Instructions to follow ::
All of the records should be given back exactly and in full.

Records provided ::
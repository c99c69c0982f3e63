//! Checksum-guarded persistence of tagging metadata (§4.9, C10).
//!
//! The cache only ever stores the *output of the tagger pass* - tags,
//! `isNpmModule`/`npmModuleName`, `ignored` - plus enough of each module's
//! identity (`moduleId`, `originalCode`) to validate a reload against a
//! possibly-changed bundle. It never stores `moduleCode`: editors and
//! decompilers always re-run against a freshly parsed working AST, cache or
//! no cache.

use std::path::Path;

use decompiler_errors::{DecompileError, Result};
use module_graph::ModuleGraph;
use serde::{Deserialize, Serialize};
use sha2::{Digest, Sha256};

/// Bumped whenever the shape of [`CachedModule`] changes, so a cache
/// written by a previous version of this tool is discarded rather than
/// misread as the current schema.
pub const SCHEMA_VERSION: &str = "1";

#[derive(Debug, Clone, Serialize, Deserialize, PartialEq, Eq)]
pub struct CachedModule {
    #[serde(rename = "moduleId")]
    pub module_id: u32,
    #[serde(rename = "originalCode")]
    pub original_code: String,
    pub tags: Vec<String>,
    #[serde(rename = "isNpmModule")]
    pub is_npm_module: bool,
    #[serde(rename = "npmModuleName")]
    pub npm_module_name: Option<String>,
    pub ignored: bool,
}

/// The on-disk document, written with `serde_json`'s pretty printer so a
/// stale-cache bug report can be diffed by eye.
#[derive(Debug, Clone, Serialize, Deserialize, PartialEq, Eq)]
pub struct CacheDocument {
    /// Schema version, see [`SCHEMA_VERSION`].
    pub checksum: String,
    /// SHA-256 digest (hex) of the full bundle text this cache was built
    /// from. `None` only for documents hand-constructed in tests.
    #[serde(rename = "inputChecksum", skip_serializing_if = "Option::is_none")]
    pub input_checksum: Option<String>,
    pub modules: Vec<CachedModule>,
}

/// SHA-256 digest of the bundle text, hex-encoded. Any collision-resistant
/// hash satisfies §4.9; SHA-256 is what this implementation picked.
pub fn digest_bundle(bundle_src: &str) -> String {
    let mut hasher = Sha256::new();
    hasher.update(bundle_src.as_bytes());
    hex::encode(hasher.finalize())
}

impl CacheDocument {
    /// Snapshots the tagger-produced fields of every module in the graph.
    pub fn capture(graph: &ModuleGraph, bundle_src: &str) -> Self {
        let modules = graph
            .iter_ascending()
            .map(|m| CachedModule {
                module_id: m.module_id,
                original_code: m.original_code.clone(),
                tags: m.tags.iter().map(|t| t.to_string()).collect(),
                is_npm_module: m.is_npm_module,
                npm_module_name: m.npm_module_name.clone(),
                ignored: m.ignored,
            })
            .collect();
        CacheDocument {
            checksum: SCHEMA_VERSION.to_string(),
            input_checksum: Some(digest_bundle(bundle_src)),
            modules,
        }
    }

    /// Re-applies this cache's tagger fields onto a freshly-constructed
    /// graph for the *same* bundle. Modules the cache doesn't know about
    /// (added to the bundle since the cache was written) are left alone;
    /// modules the graph doesn't have anymore are silently dropped.
    pub fn apply_to(&self, graph: &mut ModuleGraph) {
        for cached in &self.modules {
            let Some(module) = graph.get_mut(cached.module_id) else {
                continue;
            };
            for tag in &cached.tags {
                module.tag(tag.clone());
            }
            if cached.is_npm_module {
                module.is_npm_module = true;
                module.npm_module_name = cached.npm_module_name.clone();
            }
            if cached.ignored {
                module.ignored = true;
            }
        }
    }

    /// Writes this document as pretty-printed JSON to `path`.
    pub fn save(&self, path: &Path) -> Result<()> {
        let json = serde_json::to_string_pretty(self).map_err(to_parse_error)?;
        std::fs::write(path, json).map_err(|e| DecompileError::ParseError {
            source_name: path.display().to_string(),
            reason: e.to_string(),
        })
    }

    /// Loads a cache document from `path` and validates it against
    /// `bundle_src`. Returns `Ok(None)` (not an error) when `path` doesn't
    /// exist - a missing cache is the normal cold-start case. Returns
    /// `Err(CacheChecksumMismatch)` (recoverable - the caller logs it and
    /// proceeds without a cache) when the schema version or bundle digest
    /// don't match.
    pub fn load(path: &Path, bundle_src: &str) -> Result<Option<Self>> {
        let raw = match std::fs::read_to_string(path) {
            Ok(raw) => raw,
            Err(e) if e.kind() == std::io::ErrorKind::NotFound => return Ok(None),
            Err(e) => {
                return Err(DecompileError::ParseError {
                    source_name: path.display().to_string(),
                    reason: e.to_string(),
                })
            }
        };
        let doc: CacheDocument = serde_json::from_str(&raw).map_err(to_parse_error)?;

        if doc.checksum != SCHEMA_VERSION {
            return Err(DecompileError::CacheChecksumMismatch {
                expected: SCHEMA_VERSION.to_string(),
                found: doc.checksum,
            });
        }
        let expected_digest = digest_bundle(bundle_src);
        match &doc.input_checksum {
            Some(found) if *found == expected_digest => Ok(Some(doc)),
            Some(found) => Err(DecompileError::CacheChecksumMismatch {
                expected: expected_digest,
                found: found.clone(),
            }),
            None => Err(DecompileError::CacheChecksumMismatch {
                expected: expected_digest,
                found: "<missing>".to_string(),
            }),
        }
    }
}

fn to_parse_error(e: serde_json::Error) -> DecompileError {
    DecompileError::ParseError {
        source_name: "<cache>".to_string(),
        reason: e.to_string(),
    }
}

/// Builds the cache file path for a run: `<out>/<entry-or-null>.cache`
/// (§6).
pub fn cache_path(out_dir: &Path, entry: Option<u32>) -> std::path::PathBuf {
    let stem = entry.map(|e| e.to_string()).unwrap_or_else(|| "null".to_string());
    out_dir.join(format!("{stem}.cache"))
}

The completed task ::
repository c99c69c0982f3e63
//! Checksum-guarded persistence of tagging metadata (§4.9, C10).
//!
//! The cache only ever stores the *output of the tagger pass* - tags,
//! `isNpmModule`/`npmModuleName`, `ignored` - plus enough of each module's
//! identity (`moduleId`, `originalCode`) to validate a reload against a
//! possibly-changed bundle. It never stores `moduleCode`: editors and
//! decompilers always re-run against a freshly parsed working AST, cache or
//! no cache.

use std::path::Path;

use decompiler_errors::{DecompileError, Result};
use module_graph::ModuleGraph;
use serde::{Deserialize, Serialize};
use sha2::{Digest, Sha256};

/// Bumped whenever the shape of [`CachedModule`] changes, so a cache
/// written by a previous version of this tool is discarded rather than
/// misread as the current schema.
pub const SCHEMA_VERSION: &str = "1";

#[derive(Debug, Clone, Serialize, Deserialize, PartialEq, Eq)]
pub struct CachedModule {
    #[serde(rename = "moduleId")]
    pub module_id: u32,
    #[serde(rename = "originalCode")]
    pub original_code: String,
    pub tags: Vec<String>,
    #[serde(rename = "isNpmModule")]
    pub is_npm_module: bool,
    #[serde(rename = "npmModuleName")]
    pub npm_module_name: Option<String>,
    pub ignored: bool,
}

/// The on-disk document, written with `serde_json`'s pretty printer so a
/// stale-cache bug report can be diffed by eye.
#[derive(Debug, Clone, Serialize, Deserialize, PartialEq, Eq)]
pub struct CacheDocument {
    /// Schema version, see [`SCHEMA_VERSION`].
    pub checksum: String,
    /// SHA-256 digest (hex) of the full bundle text this cache was built
    /// from. `None` only for documents hand-constructed in tests.
    #[serde(rename = "inputChecksum", skip_serializing_if = "Option::is_none")]
    pub input_checksum: Option<String>,
    pub modules: Vec<CachedModule>,
}

/// SHA-256 digest of the bundle text, hex-encoded. Any collision-resistant
/// hash satisfies §4.9; SHA-256 is what this implementation picked.
pub fn digest_bundle(bundle_src: &str) -> String {
    let mut hasher = Sha256::new();
    hasher.update(bundle_src.as_bytes());
    hex::encode(hasher.finalize())
}

impl CacheDocument {
    /// Snapshots the tagger-produced fields of every module in the graph.
    pub fn capture(graph: &ModuleGraph, bundle_src: &str) -> Self {
        let modules = graph
            .iter_ascending()
            .map(|m| CachedModule {
                module_id: m.module_id,
                original_code: m.original_code.clone(),
                tags: m.tags.iter().map(|t| t.to_string()).collect(),
                is_npm_module: m.is_npm_module,
                npm_module_name: m.npm_module_name.clone(),
                ignored: m.ignored,
            })
            .collect();
        CacheDocument {
            checksum: SCHEMA_VERSION.to_string(),
            input_checksum: Some(digest_bundle(bundle_src)),
            modules,
        }
    }

    /// Re-applies this cache's tagger fields onto a freshly-constructed
    /// graph for the *same* bundle. Modules the cache doesn't know about
    /// (added to the bundle since the cache was written) are left alone;
    /// modules the graph doesn't have anymore are silently dropped.
    pub fn apply_to(&self, graph: &mut ModuleGraph) {
        for cached in &self.modules {
            let Some(module) = graph.get_mut(cached.module_id) else {
                continue;
            };
            for tag in &cached.tags {
                module.tag(tag.clone());
            }
            if cached.is_npm_module {
                module.is_npm_module = true;
                module.npm_module_name = cached.npm_module_name.clone();
            }
            if cached.ignored {
                module.ignored = true;
            }
        }
    }

    /// Writes this document as pretty-printed JSON to `path`.
    pub fn save(&self, path: &Path) -> Result<()> {
        let json = serde_json::to_string_pretty(self).map_err(to_parse_error)?;
        std::fs::write(path, json).map_err(|e| DecompileError::ParseError {
            source_name: path.display().to_string(),
            reason: e.to_string(),
        })
    }

    /// Loads a cache document from `path` and validates it against
    /// `bundle_src`. Returns `Ok(None)` (not an error) when `path` doesn't
    /// exist - a missing cache is the normal cold-start case. Returns
    /// `Err(CacheChecksumMismatch)` (recoverable - the caller logs it and
    /// proceeds without a cache) when the schema version or bundle digest
    /// don't match.
    pub fn load(path: &Path, bundle_src: &str) -> Result<Option<Self>> {
        let raw = match std::fs::read_to_string(path) {
            Ok(raw) => raw,
            Err(e) if e.kind() == std::io::ErrorKind::NotFound => return Ok(None),
            Err(e) => {
                return Err(DecompileError::ParseError {
                    source_name: path.display().to_string(),
                    reason: e.to_string(),
                })
            }
        };
        let doc: CacheDocument = serde_json::from_str(&raw).map_err(to_parse_error)?;

        if doc.checksum != SCHEMA_VERSION {
            return Err(DecompileError::CacheChecksumMismatch {
                expected: SCHEMA_VERSION.to_string(),
                found: doc.checksum,
            });
        }
        let expected_digest = digest_bundle(bundle_src);
        match &doc.input_checksum {
            Some(found) if *found == expected_digest => Ok(Some(doc)),
            Some(found) => Err(DecompileError::CacheChecksumMismatch {
                expected: expected_digest,
                found: found.clone(),
            }),
            None => Err(DecompileError::CacheChecksumMismatch {
                expected: expected_digest,
                found: "<missing>".to_string(),
            }),
        }
    }
}

fn to_parse_error(e: serde_json::Error) -> DecompileError {
    DecompileError::ParseError {
        source_name: "<cache>".to_string(),
        reason: e.to_string(),
    }
}

/// Builds the cache file path for a run: `<out>/<entry-or-null>.cache`
/// (§6).
pub fn cache_path(out_dir: &Path, entry: Option<u32>) -> std::path::PathBuf {
    let stem = entry.map(|e| e.to_string()).unwrap_or_else(|| "null".to_string());
    out_dir.join(format!("{stem}.cache"))
}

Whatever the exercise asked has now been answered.